In heavy oil and bitumen reservoirs, oil viscosity is a vital piece of information that will have great bearing on the chosen EOR scheme and the recovery expected. Prediction of in situ viscosity with a logging tool would be very beneficial in reservoir characterization and exploitation design.
Low field NMR is a technology that has shown great potential as a tool for characterizing hydrocarbon properties in heavy oil and bitumen reservoirs. An oil viscosity correlation has previously been developed that is capable of providing order of magnitude viscosity estimates for a wide range of oils taken from various fields in Alberta. This paper presents tuning procedures to improve the NMR predictions for different viscosity ranges, and extends the NMR viscosity model to in situ heavy oil in unconsolidated sands. The results of this work show that the NMR oil peak can be de-convoluted from the in situ signals of the oil and water, and the bulk viscosity correlation that was developed for bulk oils can be applied to predict the in situ oil viscosity. These results can be translated to an NMR logging tool algorithm, allowing for in situ measurements of oil viscosity at the proper reservoir conditions.

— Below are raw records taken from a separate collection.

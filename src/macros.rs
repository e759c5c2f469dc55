macro_rules! syscall {
  ($fn: ident ( $($arg: expr),* $(,)* ) ) => {{
    #[allow(unused_unsafe)]
    let res = unsafe { libc::$fn($($arg, )*) };
    if res == -1 {
      Err(std::io::Error::last_os_error())
    } else {
      Ok(res)
    }
  }};
}

/// Path of the enclosing function, for diagnostic records.
macro_rules! function_path {
  () => {{
    fn f() {}
    fn type_name_of<T>(_: T) -> &'static str {
      std::any::type_name::<T>()
    }
    let name = type_name_of(f);
    name.strip_suffix("::f").unwrap_or(name)
  }};
}

/// Reports a failure with the source location of the call site.
macro_rules! report_error {
  ($subsystem:expr, $operation:expr, $detail:expr, $errno:expr $(,)?) => {
    $crate::diag::report(
      $subsystem,
      $operation,
      $detail,
      $errno,
      file!(),
      line!(),
      function_path!(),
      None,
    )
  };
}

/// Like [`report_error!`], with a snapshot of the offending request.
macro_rules! report_request_error {
  (
    $subsystem:expr,
    $operation:expr,
    $detail:expr,
    $req:expr,
    $errno:expr $(,)?
  ) => {
    $crate::diag::report(
      $subsystem,
      $operation,
      $detail,
      $errno,
      file!(),
      line!(),
      function_path!(),
      Some($crate::diag::RequestSnapshot::of($req)),
    )
  };
}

Canada contains vast reserves of heavy oil and bitumen. With approximately 2.7 trillion barrels of oil in place, the Canadian deposits of heavy oil and bitumen are comparable in volume to the total of all the known deposits of conventional crude oil worldwide(1). As conventional oil reserves begin to decline in Canada, while worldwide demand for oil continues to increase, the industry focus is now shifting rapidly to the recovery of these heavy oil and bitumen reserves. Due to advances in technology, operating costs for heavy oil recovery are decreasing, and these reserves are now becoming economic to produce.

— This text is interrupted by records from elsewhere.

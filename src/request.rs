//! Request model: the value type describing one I/O operation.
//!
//! A [`Request`] is filled in by the caller, moved through a
//! [`Queue`](crate::queue::Queue) into a backend, updated in place by the
//! backend, and handed back through the completion callback. The runtime
//! never copies or owns the buffers a request points at; the caller must
//! keep them alive (and unaliased) until the completion callback has run.

use std::fmt;
use std::ptr;

use libc::c_int;

/// Direction of the transfer relative to the file.
#[derive(Clone, Copy, Debug, Default, PartialEq, Eq)]
pub enum RequestOp {
  #[default]
  Read,
  Write,
}

impl fmt::Display for RequestOp {
  fn fmt(&self, f: &mut fmt::Formatter<'_>) -> fmt::Result {
    match self {
      Self::Read => f.write_str("read"),
      Self::Write => f.write_str("write"),
    }
  }
}

/// Which side of the address space a transfer endpoint lives in.
#[derive(Clone, Copy, Debug, Default, PartialEq, Eq)]
pub enum RequestMemory {
  #[default]
  Host,
  Gpu,
}

impl fmt::Display for RequestMemory {
  fn fmt(&self, f: &mut fmt::Formatter<'_>) -> fmt::Result {
    match self {
      Self::Host => f.write_str("host"),
      Self::Gpu => f.write_str("gpu"),
    }
  }
}

/// Decompression applied after a read completes.
///
/// `DemoTransform` is a stand-in codec (ASCII uppercase) used by demos and
/// tests. `Stubbed` marks streams in the [`gdeflate`](crate::gdeflate)
/// container; no decompressor is wired up yet, so such requests fail with
/// `ENOTSUP`.
#[derive(Clone, Copy, Debug, Default, PartialEq, Eq)]
pub enum Compression {
  #[default]
  None,
  DemoTransform,
  Stubbed,
}

/// Terminal state of a request.
///
/// `Cancelled` is reserved for overlay layers; nothing in this runtime
/// produces it.
#[derive(Clone, Copy, Debug, Default, PartialEq, Eq)]
pub enum RequestStatus {
  #[default]
  Pending,
  Ok,
  IoError,
  Cancelled,
}

/// Description of a single I/O request plus its result fields.
///
/// Plain value type; enqueueing copies it, so the caller's instance is
/// never written to by the runtime. `status`, `errno_value` and
/// `bytes_transferred` are only meaningful on the copy delivered to the
/// completion callback.
///
/// The default value has `size == 0` and is rejected by every backend's
/// validator.
#[derive(Clone, Copy, Debug)]
pub struct Request {
  /// Open file, byte addressable. Must be `>= 0` at submit time.
  pub fd: c_int,
  /// Byte offset into the file.
  pub offset: u64,
  /// Bytes to transfer. Must be `> 0`.
  pub size: usize,
  /// Host destination for reads. Must point at `size` writable bytes when
  /// `op == Read` and `dst_mem == Host`.
  pub host_dst: *mut u8,
  /// Host source for writes. Must point at `size` readable bytes when
  /// `op == Write` and `src_mem == Host`.
  pub host_src: *const u8,
  /// Raw `VkBuffer` handle value when either memory side is [`RequestMemory::Gpu`];
  /// `0` means null. Kept as an integer so the core builds without the
  /// `vulkan` feature.
  pub gpu_buffer: u64,
  /// Byte offset into `gpu_buffer`.
  pub gpu_offset: u64,
  pub op: RequestOp,
  pub dst_mem: RequestMemory,
  pub src_mem: RequestMemory,
  /// Only consulted for reads.
  pub compression: Compression,
  /// Set exactly once by the executing backend.
  pub status: RequestStatus,
  /// Errno on failure, `0` on success.
  pub errno_value: c_int,
  /// Bytes actually moved; `0` on failure, may be below `size` on a short
  /// read.
  pub bytes_transferred: usize,
}

impl Default for Request {
  fn default() -> Self {
    Self {
      fd: 0,
      offset: 0,
      size: 0,
      host_dst: ptr::null_mut(),
      host_src: ptr::null(),
      gpu_buffer: 0,
      gpu_offset: 0,
      op: RequestOp::default(),
      dst_mem: RequestMemory::default(),
      src_mem: RequestMemory::default(),
      compression: Compression::default(),
      status: RequestStatus::default(),
      errno_value: 0,
      bytes_transferred: 0,
    }
  }
}

// SAFETY: the raw pointers are weak references into caller-owned memory.
// The caller contract (see the type docs) requires those buffers to stay
// valid and unaliased until the completion callback has run, which is the
// whole window in which backend threads touch them.
unsafe impl Send for Request {}

impl Request {
  /// Marks the request failed with `errno`.
  pub(crate) fn mark_failed(&mut self, errno: c_int) {
    self.status = RequestStatus::IoError;
    self.errno_value = errno;
    self.bytes_transferred = 0;
  }

  /// Marks the request completed with `bytes` moved.
  pub(crate) fn mark_ok(&mut self, bytes: usize) {
    self.status = RequestStatus::Ok;
    self.errno_value = 0;
    self.bytes_transferred = bytes;
  }
}

/// Invoked by a backend exactly once per accepted request, on a
/// backend-owned thread, with the final request state.
pub type CompletionCallback = Box<dyn FnOnce(Request) + Send>;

The most important physical property of heavy oil that governs the recovery process is its viscosity. This parameter dictates both the economics and the technical possibility of success for any chosen recovery scheme. As a result, oil viscosity is often correlated directly to estimates of recoverable reserves(2). Unfortunately, laboratory measurements become less accurate and more difficult to obtain as viscosity increases. The oil that is removed from the core may also have been physically altered during the transport and handling of the sample, so the oil viscosity measured in the lab may not be representative of the actual oil properties in situ(2). In light of the shortcomings of conventional viscosity measurements, low field nuclear magnetic resonance (NMR) is considered as an alternative for estimating heavy oil and bitumen viscosity.

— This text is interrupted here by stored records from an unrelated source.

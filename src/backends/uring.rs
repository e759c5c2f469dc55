//! Kernel completion-ring backend.
//!
//! One dispatcher thread owns an io_uring instance and drives it in
//! batches: it swaps the pending FIFO into a local batch, pushes one SQE
//! per request, submits, then drains exactly as many completions as were
//! submitted. The SQE `user_data` slot carries a heap tracking record that
//! pairs the request with its completion callback.
//!
//! Host memory only; compressed requests are rejected at submission.

use std::collections::VecDeque;
use std::mem;
use std::sync::Arc;
use std::thread::{self, JoinHandle};

use io_uring::{IoUring, opcode, squeue, types};
use libc::{EBUSY, EINVAL, ENOTSUP};
use parking_lot::{Condvar, Mutex};

use crate::backends::Backend;
use crate::request::{
  Compression, CompletionCallback, Request, RequestMemory, RequestOp,
};

struct PendingOp {
  req: Request,
  on_complete: CompletionCallback,
}

#[derive(Default)]
struct State {
  pending: VecDeque<PendingOp>,
  stop: bool,
}

struct Shared {
  state: Mutex<State>,
  cv: Condvar,
}

/// Backend driving a kernel completion ring from a single dispatcher
/// thread.
///
/// If ring setup fails, the backend stays permanently failed: every
/// subsequent submission completes immediately with `IoError(EINVAL)` and a
/// diagnostic.
pub struct RingBackend {
  shared: Arc<Shared>,
  dispatcher: Option<JoinHandle<()>>,
  init_failed: bool,
}

impl RingBackend {
  /// Creates a ring with `entries.max(1)` submission slots.
  pub fn new(entries: u32) -> Self {
    let shared = Arc::new(Shared {
      state: Mutex::new(State::default()),
      cv: Condvar::new(),
    });

    match IoUring::new(entries.max(1)) {
      Ok(ring) => {
        let loop_shared = Arc::clone(&shared);
        let dispatcher = thread::Builder::new()
          .name("dsio-ring".into())
          .spawn(move || dispatch_loop(ring, &loop_shared))
          .expect("failed to spawn ring dispatcher thread");
        Self { shared, dispatcher: Some(dispatcher), init_failed: false }
      }
      Err(err) => {
        report_error!(
          "ring",
          "ring_init",
          "failed to initialize the completion ring",
          err.raw_os_error().unwrap_or(EINVAL),
        );
        Self { shared, dispatcher: None, init_failed: true }
      }
    }
  }
}

/// Shared-ownership factory for [`RingBackend`].
pub fn make_ring_backend(entries: u32) -> Arc<dyn Backend> {
  Arc::new(RingBackend::new(entries))
}

impl Backend for RingBackend {
  fn submit(&self, mut req: Request, on_complete: CompletionCallback) {
    if self.init_failed {
      report_request_error!(
        "ring",
        "submit",
        "backend initialization failed",
        &req,
        EINVAL,
      );
      req.mark_failed(EINVAL);
      on_complete(req);
      return;
    }
    if req.dst_mem == RequestMemory::Gpu || req.src_mem == RequestMemory::Gpu
    {
      report_request_error!(
        "ring",
        "submit",
        "GPU memory requested on the ring backend",
        &req,
        EINVAL,
      );
      req.mark_failed(EINVAL);
      on_complete(req);
      return;
    }
    if req.compression != Compression::None {
      let detail = match req.op {
        RequestOp::Write => "compression is not supported for write requests",
        RequestOp::Read => "no decompressor is available on the ring backend",
      };
      report_request_error!("ring", "submit", detail, &req, ENOTSUP);
      req.mark_failed(ENOTSUP);
      on_complete(req);
      return;
    }
    if req.size > u32::MAX as usize {
      report_request_error!(
        "ring",
        "submit",
        "request exceeds the ring transfer limit",
        &req,
        EINVAL,
      );
      req.mark_failed(EINVAL);
      on_complete(req);
      return;
    }

    self.shared.state.lock().pending.push_back(PendingOp {
      req,
      on_complete,
    });
    self.shared.cv.notify_one();
  }
}

impl Drop for RingBackend {
  fn drop(&mut self) {
    self.shared.state.lock().stop = true;
    self.shared.cv.notify_all();
    if let Some(dispatcher) = self.dispatcher.take() {
      let _ = dispatcher.join();
    }
  }
}

fn dispatch_loop(mut ring: IoUring, shared: &Shared) {
  loop {
    let mut batch = {
      let mut state = shared.state.lock();
      while !state.stop && state.pending.is_empty() {
        shared.cv.wait(&mut state);
      }
      if state.stop && state.pending.is_empty() {
        return;
      }
      mem::take(&mut state.pending)
    };

    let mut pushed: usize = 0;
    while let Some(op) = batch.pop_front() {
      let tag = Box::into_raw(Box::new(op));
      // SAFETY: `tag` was just produced by Box::into_raw and is only read
      // here; ownership passes to the completion handler via user_data.
      let entry = prepare_entry(unsafe { &(*tag).req }).user_data(tag as u64);

      // SAFETY: the entry's buffer pointers come from the request, and the
      // caller contract keeps those buffers alive until completion.
      if unsafe { ring.submission().push(&entry) }.is_err() {
        // SAFETY: the push failed, so ownership of `tag` never left us.
        let mut op = unsafe { Box::from_raw(tag) };
        report_request_error!(
          "ring",
          "submit",
          "submission queue is full",
          &op.req,
          EBUSY,
        );
        op.req.mark_failed(EBUSY);
        (op.on_complete)(op.req);
        continue;
      }
      pushed += 1;
    }

    if pushed == 0 {
      continue;
    }

    // Tagged entries that the kernel already consumed keep flowing through
    // the completion queue even if a later submit call fails.
    let submitted = match ring.submit() {
      Ok(submitted) => submitted,
      Err(err) => {
        report_error!(
          "ring",
          "ring_submit",
          "batch submission failed",
          err.raw_os_error().unwrap_or(EINVAL),
        );
        continue;
      }
    };

    let mut seen = 0;
    while seen < submitted {
      let entry = ring.completion().next();
      match entry {
        Some(cqe) => {
          complete(&cqe);
          seen += 1;
        }
        None => {
          if let Err(err) = ring.submit_and_wait(1) {
            report_error!(
              "ring",
              "ring_wait",
              "failed waiting for completions",
              err.raw_os_error().unwrap_or(EINVAL),
            );
            break;
          }
        }
      }
    }
  }
}

fn prepare_entry(req: &Request) -> squeue::Entry {
  match req.op {
    RequestOp::Write => {
      opcode::Write::new(types::Fd(req.fd), req.host_src, req.size as u32)
        .offset(req.offset)
        .build()
    }
    RequestOp::Read => {
      opcode::Read::new(types::Fd(req.fd), req.host_dst, req.size as u32)
        .offset(req.offset)
        .build()
    }
  }
}

fn complete(cqe: &io_uring::cqueue::Entry) {
  let tag = cqe.user_data() as *mut PendingOp;
  if tag.is_null() {
    return;
  }
  // SAFETY: the tag was produced by Box::into_raw when the entry was
  // pushed, and each completion is seen exactly once.
  let mut op = unsafe { Box::from_raw(tag) };

  let res = cqe.result();
  if res < 0 {
    let operation = match op.req.op {
      RequestOp::Read => "pread",
      RequestOp::Write => "pwrite",
    };
    report_request_error!(
      "ring",
      operation,
      "ring I/O failed",
      &op.req,
      -res,
    );
    op.req.mark_failed(-res);
  } else {
    op.req.mark_ok(res as usize);
  }
  (op.on_complete)(op.req);
}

The idea of using low field NMR as a tool for predicting oil viscosity is not a new one. Several models have been proposed in the literature(3–6), which can predict oil viscosities for conventional and heavy oil. An NMR oil viscosity model was also previously presented(7, 8) that is capable of making order of magnitude oil viscosity predictions for samples with measured viscosities ranging from under 1 mPa.s (cP) to over 3,000,000 mPa.s.